Taliban pushing into rest of Pakistan

NY Times:

The Pakistani president, Gen. Pervez Musharraf, was warned this month that Islamic militants and Taliban fighters were rapidly spreading beyond the country’s lawless tribal areas and that without “swift and decisive action,” the growing militancy could engulf the rest of the country.

The warning came in a document from the Interior Ministry, which said Pakistan’s security forces in North-West Frontier Province abutting the tribal areas were outgunned and outnumbered and had forfeited authority to the Taliban and their allies.

“The ongoing spell of active Taliban resistance has brought about serious repercussions for Pakistan,” says the 15-page document, which was shown to The New York Times. “There is a general policy of appeasement towards the Taliban, which has further emboldened them.”

The document was discussed by this country’s National Security Council on June 4 while General Musharraf was present, the document notes. It appears to be the first such document to emerge from the Pakistani government formally recognizing the seriousness of the spreading threat here from Al Qaeda and the Taliban, according to a Western diplomat.
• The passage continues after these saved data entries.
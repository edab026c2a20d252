use num_complex::Complex64;
use num_traits::NumAssign;
use std::fmt::Debug;

/// Scalar type accepted as a curve or surface parameter.
///
/// Evaluation runs through the same code path for real and complex
/// parameters. The knot search only ever looks at the real part, while the
/// recurrences carry the full value, so `value(u + i h)` is the analytic
/// continuation of the spline segment containing `u`. This is what makes the
/// complex-step derivative work.
pub trait Param: NumAssign + Copy + Debug + PartialEq + Send + Sync + 'static {
    fn lift(x: f64) -> Self;
    fn re(self) -> f64;
    fn im(self) -> f64;

    /// Returns a copy with the real part replaced
    fn with_re(self, re: f64) -> Self;
}

impl Param for f64 {
    fn lift(x: f64) -> Self {
        x
    }
    fn re(self) -> f64 {
        self
    }
    fn im(self) -> f64 {
        0.0
    }
    fn with_re(self, re: f64) -> Self {
        re
    }
}

impl Param for Complex64 {
    fn lift(x: f64) -> Self {
        Complex64::new(x, 0.0)
    }
    fn re(self) -> f64 {
        self.re
    }
    fn im(self) -> f64 {
        self.im
    }
    fn with_re(self, re: f64) -> Self {
        Complex64::new(re, self.im)
    }
}

/// `num / den`, where a zero denominator (from a repeated knot) contributes
/// nothing instead of producing an infinity or NaN.
pub(crate) fn ratio<T: Param>(num: T, den: f64) -> T {
    if den == 0.0 {
        T::zero()
    } else {
        num / T::lift(den)
    }
}

/// Same rule as [`ratio`], for the purely real knot coefficients.
pub(crate) fn ratio_real(num: f64, den: f64) -> f64 {
    if den == 0.0 {
        0.0
    } else {
        num / den
    }
}
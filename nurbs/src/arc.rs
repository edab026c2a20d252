use crate::{
    curve::NurbsCurve,
    error::{Error, Result},
};
use nalgebra_glm::TVec;
use std::f64::consts::{FRAC_PI_2, PI, TAU};

/// Slack on the segment-count thresholds, so that e.g. a half circle built
/// from `0..PI` uses two segments rather than three.
const ANGLE_EPS: f64 = 1e-12;

/// Exact circular arc as a piecewise rational quadratic curve.
///
/// The arc lies in the plane spanned by `x_dir` and `y_dir` through `center`,
/// and runs from angle `theta_start` to `theta_end` (counter-clockwise when
/// `theta_end > theta_start`).
#[derive(Clone, Debug)]
pub struct CircularArc<const D: usize> {
    pub center: TVec<f64, D>,
    pub x_dir: TVec<f64, D>,
    pub y_dir: TVec<f64, D>,
    pub radius: f64,
    pub theta_start: f64,
    pub theta_end: f64,
    curve: NurbsCurve<D>,
}

impl<const D: usize> CircularArc<D> {
    /// Builds the arc. `x_dir` is normalized and `y_dir` is made orthonormal
    /// to it before use.
    ///
    /// Algorithm A7.1
    pub fn new(
        center: TVec<f64, D>,
        x_dir: TVec<f64, D>,
        y_dir: TVec<f64, D>,
        radius: f64,
        theta_start: f64,
        theta_end: f64,
    ) -> Result<Self> {
        if !(radius.is_finite() && radius > 0.0) {
            return Err(Error::InvalidArc(format!("radius must be positive, got {radius}")));
        }
        let span = theta_end - theta_start;
        if !span.is_finite() || span == 0.0 || span.abs() > TAU + ANGLE_EPS {
            return Err(Error::InvalidArc(format!(
                "angular span must be nonzero and at most 2 pi, got {span}"
            )));
        }
        let x_len = x_dir.norm();
        if x_len == 0.0 || !x_len.is_finite() {
            return Err(Error::InvalidArc("x direction has zero length".to_owned()));
        }
        let X = x_dir / x_len;
        let Y = y_dir - X * y_dir.dot(&X);
        let y_len = Y.norm();
        if y_len <= 1e-12 * y_dir.norm() || !y_len.is_finite() {
            return Err(Error::InvalidArc(
                "y direction is zero or parallel to x direction".to_owned(),
            ));
        }
        let Y = Y / y_len;

        let narcs = if span.abs() <= FRAC_PI_2 + ANGLE_EPS {
            1
        } else if span.abs() <= PI + ANGLE_EPS {
            2
        } else if span.abs() <= 3.0 * FRAC_PI_2 + ANGLE_EPS {
            3
        } else {
            4
        };
        let dtheta = span / narcs as f64;
        let w1 = (0.5 * dtheta).cos();
        let on_circle = |angle: f64, r: f64| center + X * (r * angle.cos()) + Y * (r * angle.sin());

        let mut points = Vec::with_capacity(2 * narcs + 1);
        let mut weights = Vec::with_capacity(2 * narcs + 1);
        points.push(on_circle(theta_start, radius));
        weights.push(1.0);
        for i in 1..=narcs {
            let end = theta_start + i as f64 * dtheta;
            // The middle control point sits where the end tangents meet
            points.push(on_circle(end - 0.5 * dtheta, radius / w1));
            weights.push(w1);
            points.push(on_circle(end, radius));
            weights.push(1.0);
        }

        let mut knots = vec![0.0; 3];
        for i in 1..narcs {
            let k = i as f64 / narcs as f64;
            knots.extend([k, k]);
        }
        knots.extend([1.0; 3]);

        let curve = NurbsCurve::builder(points)
            .weights(weights)
            .degree(2)
            .knots(knots)
            .build()?;
        log::debug!("built circular arc of radius {radius} from {narcs} segment(s)");
        Ok(Self {
            center,
            x_dir: X,
            y_dir: Y,
            radius,
            theta_start,
            theta_end,
            curve,
        })
    }

    /// Full circle, made of four quarter arcs
    pub fn circle(
        center: TVec<f64, D>,
        x_dir: TVec<f64, D>,
        y_dir: TVec<f64, D>,
        radius: f64,
    ) -> Result<Self> {
        Self::new(center, x_dir, y_dir, radius, 0.0, TAU)
    }

    pub fn curve(&self) -> &NurbsCurve<D> {
        &self.curve
    }

    pub fn into_curve(self) -> NurbsCurve<D> {
        self.curve
    }
}
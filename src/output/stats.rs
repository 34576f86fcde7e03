//! Statistics reporting.

use console::style;

use crate::download::{FeedStats, RunSummary};

/// Print statistics for a single subreddit.
pub fn print_feed_stats(stats: &FeedStats) {
    println!();
    println!(
        "{}",
        style(format!("Statistics for r/{}:", stats.feed)).bold()
    );
    println!("  Candidates: {}", stats.candidates);
    println!(
        "  Skipped:    {} ({} non-media, {} already saved)",
        stats.skipped(),
        stats.skipped_ineligible,
        stats.skipped_existing
    );
    println!("  Downloaded: {}", style(stats.succeeded).green());
    if stats.failed > 0 {
        println!("  Failed:     {}", style(stats.failed).red());
    }
}

/// Print the final summary across all subreddits.
pub fn print_run_summary(summary: &RunSummary) {
    println!();
    println!("{}", style("═".repeat(50)).dim());
    println!("{}", style("Run Summary:").bold());
    println!("  Subreddits processed: {}", summary.feeds_processed);
    if summary.feeds_failed > 0 {
        println!(
            "  Subreddits failed:    {}",
            style(summary.feeds_failed).red()
        );
    }
    println!("  Candidates seen: {}", summary.candidates);
    println!("  Skipped:         {}", summary.skipped);
    println!("  Downloaded:      {}", style(summary.succeeded).green());
    println!("  Failed:          {}", style(summary.failed).red());
    println!("  Elapsed:         {} seconds", summary.elapsed_secs);
    println!("{}", style("═".repeat(50)).dim());
}
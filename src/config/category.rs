//! Listing category definitions.

use serde::{Deserialize, Serialize};
use std::fmt;
use std::str::FromStr;

/// Reddit listing categories the API can be queried for.
#[derive(Debug, Clone, Copy, PartialEq, Eq, Default, Serialize, Deserialize)]
#[serde(rename_all = "lowercase")]
pub enum Category {
    /// Currently popular posts (default).
    #[default]
    Hot,
    /// Highest ranked posts.
    Top,
    /// Most recent posts.
    New,
}

impl fmt::Display for Category {
    fn fmt(&self, f: &mut fmt::Formatter<'_>) -> fmt::Result {
        match self {
            Category::Hot => write!(f, "hot"),
            Category::Top => write!(f, "top"),
            Category::New => write!(f, "new"),
        }
    }
}

impl FromStr for Category {
    type Err = String;

    fn from_str(s: &str) -> std::result::Result<Self, Self::Err> {
        match s.to_lowercase().as_str() {
            "hot" => Ok(Category::Hot),
            "top" => Ok(Category::Top),
            "new" => Ok(Category::New),
            _ => Err(format!(
                "Unknown category: {}. Allowed values are 'hot', 'top' and 'new'.",
                s
            )),
        }
    }
}
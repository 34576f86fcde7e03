//! Reddit listing API HTTP client.

use reqwest::{Client, Response};

use crate::api::types::Listing;
use crate::config::Category;
use crate::error::{Error, Result};

/// Public Reddit API base URL.
const API_BASE: &str = "https://api.reddit.com";

/// Unauthenticated Reddit API client.
pub struct RedditApi {
    client: Client,
    base_url: String,
}

impl RedditApi {
    /// Create a new API client.
    pub fn new(user_agent: &str) -> Result<Self> {
        Self::with_base_url(user_agent, API_BASE)
    }

    /// Create a client against a different base URL (used by tests).
    pub fn with_base_url(user_agent: &str, base_url: &str) -> Result<Self> {
        let client = Client::builder()
            .user_agent(user_agent)
            .build()
            .map_err(|e| Error::Api(format!("Failed to create HTTP client: {}", e)))?;

        Ok(Self {
            client,
            base_url: base_url.trim_end_matches('/').to_string(),
        })
    }

    /// Fetch one listing page for a subreddit.
    pub async fn get_listing(
        &self,
        feed: &str,
        category: Category,
        limit: u32,
    ) -> Result<Listing> {
        let url = format!("{}/r/{}/{}", self.base_url, feed, category);
        tracing::debug!("GET {} (limit {})", url, limit);

        let response = self
            .client
            .get(&url)
            .query(&[("limit", limit)])
            .send()
            .await?;

        let status = response.status();
        if !status.is_success() {
            return Err(Error::FeedFetch {
                feed: feed.to_string(),
                status: status.as_u16(),
            });
        }

        let text = response.text().await?;
        let listing: Listing = serde_json::from_str(&text).map_err(|e| {
            // Truncate by characters, not bytes, so an odd body cannot
            // land the cut inside a multi-byte sequence.
            let snippet: String = text.chars().take(500).collect();
            Error::Api(format!(
                "Failed to parse listing for r/{}: {} - Response: {}",
                feed, e, snippet
            ))
        })?;

        Ok(listing)
    }

    /// Collect the outbound post URLs of a subreddit listing.
    pub async fn get_feed_posts(
        &self,
        feed: &str,
        category: Category,
        limit: u32,
    ) -> Result<Vec<String>> {
        let listing = self.get_listing(feed, category, limit).await?;

        let urls: Vec<String> = listing
            .data
            .children
            .into_iter()
            .filter_map(|child| {
                let post = child.data;
                match post.url {
                    Some(url) if !url.is_empty() => {
                        tracing::debug!("Post '{}' links to {}", post.title, url);
                        Some(url)
                    }
                    _ => None,
                }
            })
            .collect();

        if urls.is_empty() {
            return Err(Error::EmptyFeed(feed.to_string()));
        }

        Ok(urls)
    }

    /// Start a GET request for a media file, returning the streaming response.
    pub async fn download_file(&self, url: &str) -> Result<Response> {
        let response = self.client.get(url).send().await?;

        let status = response.status();
        if !status.is_success() {
            return Err(Error::BadStatus {
                url: url.to_string(),
                status: status.as_u16(),
            });
        }

        Ok(response)
    }
}

#[cfg(test)]
mod tests {
    use super::*;
    use wiremock::matchers::{method, path, query_param};
    use wiremock::{Mock, MockServer, ResponseTemplate};

    fn listing_body(urls: &[&str]) -> String {
        let children: Vec<String> = urls
            .iter()
            .enumerate()
            .map(|(i, url)| {
                format!(
                    r#"{{"kind": "t3", "data": {{"id": "p{}", "title": "post {}", "url": "{}"}}}}"#,
                    i, i, url
                )
            })
            .collect();
        format!(
            r#"{{"kind": "Listing", "data": {{"children": [{}]}}}}"#,
            children.join(",")
        )
    }

    #[tokio::test]
    async fn test_get_feed_posts() {
        let server = MockServer::start().await;
        Mock::given(method("GET"))
            .and(path("/r/pics/hot"))
            .and(query_param("limit", "50"))
            .respond_with(ResponseTemplate::new(200).set_body_raw(
                listing_body(&["https://i.redd.it/a.jpg", "https://i.redd.it/b.png"]),
                "application/json",
            ))
            .mount(&server)
            .await;

        let api = RedditApi::with_base_url("test-agent", &server.uri()).unwrap();
        let urls = api.get_feed_posts("pics", Category::Hot, 50).await.unwrap();
        assert_eq!(
            urls,
            vec!["https://i.redd.it/a.jpg", "https://i.redd.it/b.png"]
        );
    }

    #[tokio::test]
    async fn test_get_feed_posts_skips_missing_urls() {
        let server = MockServer::start().await;
        let body = r#"{"kind": "Listing", "data": {"children": [
            {"kind": "t3", "data": {"id": "a", "title": "no url"}},
            {"kind": "t3", "data": {"id": "b", "title": "ok", "url": "https://i.redd.it/b.gif"}}
        ]}}"#;
        Mock::given(method("GET"))
            .and(path("/r/aww/new"))
            .respond_with(ResponseTemplate::new(200).set_body_raw(body, "application/json"))
            .mount(&server)
            .await;

        let api = RedditApi::with_base_url("test-agent", &server.uri()).unwrap();
        let urls = api.get_feed_posts("aww", Category::New, 100).await.unwrap();
        assert_eq!(urls, vec!["https://i.redd.it/b.gif"]);
    }

    #[tokio::test]
    async fn test_feed_fetch_error_carries_status() {
        let server = MockServer::start().await;
        Mock::given(method("GET"))
            .and(path("/r/doesnotexist/hot"))
            .respond_with(ResponseTemplate::new(404))
            .mount(&server)
            .await;

        let api = RedditApi::with_base_url("test-agent", &server.uri()).unwrap();
        let err = api
            .get_feed_posts("doesnotexist", Category::Hot, 100)
            .await
            .unwrap_err();
        match err {
            Error::FeedFetch { feed, status } => {
                assert_eq!(feed, "doesnotexist");
                assert_eq!(status, 404);
            }
            other => panic!("unexpected error: {:?}", other),
        }
    }

    #[tokio::test]
    async fn test_empty_listing_is_empty_feed_error() {
        let server = MockServer::start().await;
        Mock::given(method("GET"))
            .and(path("/r/ghosttown/hot"))
            .respond_with(
                ResponseTemplate::new(200)
                    .set_body_raw(listing_body(&[]), "application/json"),
            )
            .mount(&server)
            .await;

        let api = RedditApi::with_base_url("test-agent", &server.uri()).unwrap();
        let err = api
            .get_feed_posts("ghosttown", Category::Hot, 100)
            .await
            .unwrap_err();
        assert!(matches!(err, Error::EmptyFeed(feed) if feed == "ghosttown"));
    }

    #[tokio::test]
    async fn test_malformed_body_with_multibyte_chars_is_feed_error() {
        let server = MockServer::start().await;
        // Non-JSON body whose byte 500 falls inside a two-byte character.
        let mut body = "x".repeat(499);
        body.push('é');
        body.push_str(&"y".repeat(100));
        Mock::given(method("GET"))
            .and(path("/r/pics/hot"))
            .respond_with(ResponseTemplate::new(200).set_body_raw(body, "text/html"))
            .mount(&server)
            .await;

        let api = RedditApi::with_base_url("test-agent", &server.uri()).unwrap();
        let err = api.get_feed_posts("pics", Category::Hot, 100).await.unwrap_err();
        assert!(matches!(err, Error::Api(_)));
    }

    #[tokio::test]
    async fn test_download_file_bad_status() {
        let server = MockServer::start().await;
        Mock::given(method("GET"))
            .and(path("/gone.jpg"))
            .respond_with(ResponseTemplate::new(404))
            .mount(&server)
            .await;

        let api = RedditApi::with_base_url("test-agent", &server.uri()).unwrap();
        let url = format!("{}/gone.jpg", server.uri());
        let err = api.download_file(&url).await.unwrap_err();
        assert!(matches!(err, Error::BadStatus { status: 404, .. }));
    }
}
Indeed, the recognition of the scope of the extremists’ authority comes after heavy pressure on Pakistan from the United States to contain the lawlessness in the tribal areas. Washington has poured some $1 billion a year into Pakistan in the last five years for what are described as reimbursements for Pakistan’s counterterrorism efforts along the border with Afghanistan.

The prime purpose of the sizable financial support has been to stop the area from becoming a haven for the Taliban and Al Qaeda as they wage their insurgency in Afghanistan.

But now the Interior Ministry is telling General Musharraf that the influence of the extremists is swiftly bleeding east and deeper into his own country, threatening areas like Peshawar, Nowshera and Kohat, which were considered to be safeguarded by Pakistani government forces.

Interior Minister Aftab Khan Sherpao, the prime mover behind the document, narrowly escaped a suicide bomb attack in April by extremists in his home area of Charsadda, 18 miles northeast of Peshawar, the capital of North-West Frontier Province.

The attack on Mr. Sherpao shook his confidence in General Musharraf’s policy toward the militants, which has included a series of peace deals.

Since the peace accords have been signed, the militants have filled a vacuum left by tribal leaders, who have taken a back seat, and by the military, which has retreated to its barracks, the president’s critics say. The policy has been questioned by the United States and by some of General Musharraf’s own officers.

“It’s a policy of appeasement,” said Brig. Mahmood Shah, who was the senior Pakistani government official in charge of security in the tribal areas until last year. “It hasn’t worked. The Talibanization has increased in the past year.”


Brimming with details, the Interior Ministry document gives the names of well-known Taliban commanders in this country — like Mullah Muhammad Nazir, also known as Maulavi Nazir, who has close links to the Afghan Taliban — but also lesser-known militants who lead the Taliban patrols responsible for assassinations and suicide bombings in smaller jurisdictions in North-West Frontier Province.

The mention of lesser-known but potent Taliban figures by name shows that the Pakistani government is aware of the far-reaching tentacles of the Taliban and other extremists but cannot do anything about them or chooses not to do anything, the Western diplomat said.

Among the particulars, the document says the Taliban have recently begun bombing oil tank trucks that pass through the Khyber area near the border on their way to Afghanistan for United States and NATO forces. A convoy of 12 of the trucks was hit with grenades and gutted on Thursday night in the third such incident in a month.


In an illustration of the surge in violence, the report said Taliban fighters had gone on a rampage in Tank, ransacking banks, schools, gas pumps and checkpoints after an assistant to a Taliban leader who was enrolling students for jihad operations was killed by the police.


There is much more. Musharraf has badly miscalculated the price of his appeasement with the Taliban. Many in the west have been saying for months that the Taliban were taking over whole regions of the country and the episodes of the religious bigots at the red mosque attacking in Islamabad demonstrate how deeply the Taliban have infested the country. It appears that the Taliban are doing to Pakistan what they did to Afghanistan, except a takeover of Pakistan would turn them into a nuclear power as an ally of al Qaeda. This would be disastrous for Pakistan because neither the US or India would tolerate such a takeover. Musharraf's best strategy would be to invite NATO in to help clean up the Taliban and al Qaeda.